Antitumor efficacy of XPO1 inhibitor Selinexor in KRAS-mutant lung adenocarcinoma patient-derived xenografts

• Published in: Translational oncology Vol. 14; no. 10; p. 101179
• Main Authors: Rosen, Joshua C., Weiss, Jessica, Pham, Nhu-An, Li, Quan, Martins-Filho, Sebastiao N., Wang, Yuhui, Tsao, Ming-Sound, Moghal, Nadeem
• Format: Journal Article
• Language: English
• Published: United States Elsevier Inc 01.10.2021; Neoplasia Press; Elsevier
• Subjects: KRAS; Lung adenocarcinoma; Original Research; Patient-derived xenografts; Targeted therapeutics; XPO1; Targeted therapeutics; KRAS; XPO1; Lung adenocarcinoma; Patient-derived xenografts
• ISSN: 1936-5233; 1936-5233
• DOI: 10.1016/j.tranon.2021.101179

•The XPO1 inhibitor Selinexor inhibits growth of KRASmut lung cancer PDXs.•Selinexor is effective in G12C and non-G12C KRASmut lung cancers.•Selinexor Is more effective than the MEK inhibitor trametinib in KRASmut lung cancers.•Selinexor is less effective than kinase inhibitors in kinase-driven lung cancers.
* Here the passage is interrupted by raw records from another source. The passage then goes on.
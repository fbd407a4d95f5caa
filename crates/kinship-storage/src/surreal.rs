//! Persistent key-value store backed by `SurrealKV`.
//!
//! Every logical key maps to one `SurrealKV` entry holding the JSON encoding
//! of its typed value. Each command (and each pipeline) runs inside a single
//! `SurrealKV` transaction: the touched keys are loaded into a scratch
//! [`Keyspace`], the commands are applied there, and the results are written
//! back before commit.

use std::collections::BTreeSet;

use async_trait::async_trait;
use tracing::{debug, trace};

use crate::command::{Command, Reply};
use crate::cursor::ScanCursors;
use crate::error::{StorageError, StorageResult};
use crate::keyspace::{Keyspace, Value};
use crate::kv::{KvStore, validate_command};
use crate::pattern;

/// Persistent key-value store backed by `SurrealKV`.
///
/// ACID-compliant, versioned, embedded LSM-tree storage.
///
/// # Example
///
/// ```rust,ignore
/// use kinship_storage::SurrealKvStore;
///
/// let store = SurrealKvStore::open("./data/kv")?;
/// store.execute(Command::SAdd { key: "team:1:members".into(), member: "u1".into() }).await?;
/// ```
pub struct SurrealKvStore {
    tree: surrealkv::Tree,
    cursors: ScanCursors,
}

impl std::fmt::Debug for SurrealKvStore {
    fn fmt(&self, f: &mut std::fmt::Formatter<'_>) -> std::fmt::Result {
        f.debug_struct("SurrealKvStore").finish_non_exhaustive()
    }
}

fn map_kv_err(e: &surrealkv::Error) -> StorageError {
    StorageError::Internal(e.to_string())
}

fn decode(bytes: &[u8]) -> StorageResult<Value> {
    serde_json::from_slice(bytes).map_err(|e| StorageError::Serialization(e.to_string()))
}

fn encode(value: &Value) -> StorageResult<Vec<u8>> {
    serde_json::to_vec(value).map_err(|e| StorageError::Serialization(e.to_string()))
}

impl SurrealKvStore {
    /// Open a persistent KV store at the given directory path.
    ///
    /// Creates the directory if it does not exist.
    ///
    /// # Errors
    ///
    /// Returns [`StorageError::Connection`] if the store cannot be opened.
    pub fn open(path: impl AsRef<std::path::Path>) -> StorageResult<Self> {
        let tree = surrealkv::TreeBuilder::new()
            .with_path(path.as_ref().to_path_buf())
            .build()
            .map_err(|e| StorageError::Connection(e.to_string()))?;
        Ok(Self {
            tree,
            cursors: ScanCursors::default(),
        })
    }

    /// Close the store, flushing any pending writes.
    ///
    /// # Errors
    ///
    /// Returns [`StorageError::Internal`] if the flush fails.
    pub async fn close(&self) -> StorageResult<()> {
        self.tree
            .close()
            .await
            .map_err(|e| StorageError::Internal(e.to_string()))
    }

    /// Run commands against a scratch keyspace inside one transaction.
    async fn run(&self, commands: Vec<Command>) -> StorageResult<Vec<Reply>> {
        if commands.iter().any(|c| matches!(c, Command::Scan { .. })) {
            return Err(StorageError::Internal(
                "SCAN is only supported as a standalone command".to_string(),
            ));
        }
        let read_only = commands.iter().all(Command::is_read_only);
        let touched: BTreeSet<String> = commands
            .iter()
            .flat_map(|c| c.keys().into_iter().map(str::to_string))
            .collect();

        let mut scratch = Keyspace::new();
        let mut tx = if read_only {
            self.tree
                .begin_with_mode(surrealkv::Mode::ReadOnly)
                .map_err(|ref e| map_kv_err(e))?
        } else {
            self.tree.begin().map_err(|ref e| map_kv_err(e))?
        };

        for key in &touched {
            let ck = key.as_bytes().to_vec();
            if let Some(bytes) = tx.get(&ck).map_err(|ref e| map_kv_err(e))? {
                scratch.load(key.clone(), decode(&bytes)?);
            }
        }

        let replies = commands
            .into_iter()
            .map(|command| scratch.apply(command))
            .collect::<StorageResult<Vec<_>>>()?;

        if !read_only {
            for key in &touched {
                let ck = key.as_bytes().to_vec();
                match scratch.value(key) {
                    Some(value) => tx.set(&ck, &encode(value)?).map_err(|ref e| map_kv_err(e))?,
                    None => {
                        if tx.get(&ck).map_err(|ref e| map_kv_err(e))?.is_some() {
                            tx.delete(&ck).map_err(|ref e| map_kv_err(e))?;
                        }
                    },
                }
            }
            tx.commit().await.map_err(|ref e| map_kv_err(e))?;
        }
        Ok(replies)
    }

    /// One `SCAN` page over the whole tree, in key order.
    fn scan(&self, command: &Command) -> StorageResult<Reply> {
        let Command::Scan {
            cursor,
            pattern,
            count,
            kind,
        } = command
        else {
            return Err(StorageError::Internal("expected SCAN".to_string()));
        };
        let matcher = pattern.as_deref().map(pattern::compile).transpose()?;
        let count = (*count).max(1);

        // Keys never contain NUL, so `last + "\0"` is the first key after it.
        let range_start = match self.cursors.resume(*cursor)? {
            Some(last) => {
                let mut bytes = last.into_bytes();
                bytes.push(0);
                bytes
            },
            None => vec![0u8],
        };
        let range_end = vec![0xffu8];

        let tx = self
            .tree
            .begin_with_mode(surrealkv::Mode::ReadOnly)
            .map_err(|ref e| map_kv_err(e))?;
        let mut iter = tx
            .range(&range_start, &range_end)
            .map_err(|ref e| map_kv_err(e))?;
        iter.seek_first().map_err(|ref e| map_kv_err(e))?;

        let mut page = Vec::new();
        while iter.valid() && page.len() < count {
            let raw_key = iter.key();
            if let Ok(key) = std::str::from_utf8(&raw_key[..]) {
                page.push(key.to_string());
            }
            iter.next().map_err(|ref e| map_kv_err(e))?;
        }
        let more = iter.valid();
        drop(iter);

        let mut keys = Vec::new();
        for key in &page {
            if matcher.as_ref().is_some_and(|m| !m.is_match(key)) {
                continue;
            }
            if let Some(wanted) = kind {
                let ck = key.as_bytes().to_vec();
                let Some(bytes) = tx.get(&ck).map_err(|ref e| map_kv_err(e))? else {
                    continue;
                };
                if decode(&bytes)?.kind() != *wanted {
                    continue;
                }
            }
            keys.push(key.clone());
        }

        let cursor = match page.pop() {
            Some(last) if more => self.cursors.park(last)?,
            _ => 0,
        };
        Ok(Reply::Scan { cursor, keys })
    }
}

#[async_trait]
impl KvStore for SurrealKvStore {
    async fn execute(&self, command: Command) -> StorageResult<Reply> {
        validate_command(&command)?;
        trace!(command = command.name(), keys = ?command.keys(), "execute");
        if matches!(command, Command::Scan { .. }) {
            return self.scan(&command);
        }
        self.run(vec![command])
            .await?
            .pop()
            .ok_or_else(|| StorageError::Internal("missing reply".to_string()))
    }

    async fn execute_pipeline(&self, commands: Vec<Command>) -> StorageResult<Vec<Reply>> {
        commands.iter().try_for_each(validate_command)?;
        debug!(commands = commands.len(), "execute pipeline");
        self.run(commands).await
    }
}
Gain-of-function Kirsten rat sarcoma viral oncogene homolog (KRAS) mutations occur in 25% of lung adenocarcinomas, and these tumors are challenging to treat. Some preclinical work, largely based on cell lines, suggested KRASmut lung cancers are especially dependent on the nuclear export protein exportin-1 (XPO1), while other work supports XPO1 being a broader cancer dependency. To investigate the sensitivity of KRASmut lung cancers to XPO1 inhibition in models that more closely match clinical tumors, we treated 10 independently established lung cancer patient-derived tumor xenografts (PDXs) with the clinical XPO1 inhibitor, Selinexor. Monotherapy with Selinexor reduced tumor growth in all KRASmut PDXs, which included 4 different codon mutations, and was more effective than the clinical MEK1/2 inhibitor, Trametinib. Selinexor was equally effective in KRASG12C and KRASG12D tumors, with TP53 mutations being a biomarker for a weaker drug response. By mining genome-wide dropout datasets, we identified XPO1 as a universal cancer cell dependency and confirmed this functionally in two KRASWT PDX models harboring kinase drivers. However, targeted kinase inhibitors were more effective than Selinexor in these models. Our findings support continued investigation of XPO1 inhibitors in KRASmut lung adenocarcinoma, regardless of the codon alteration.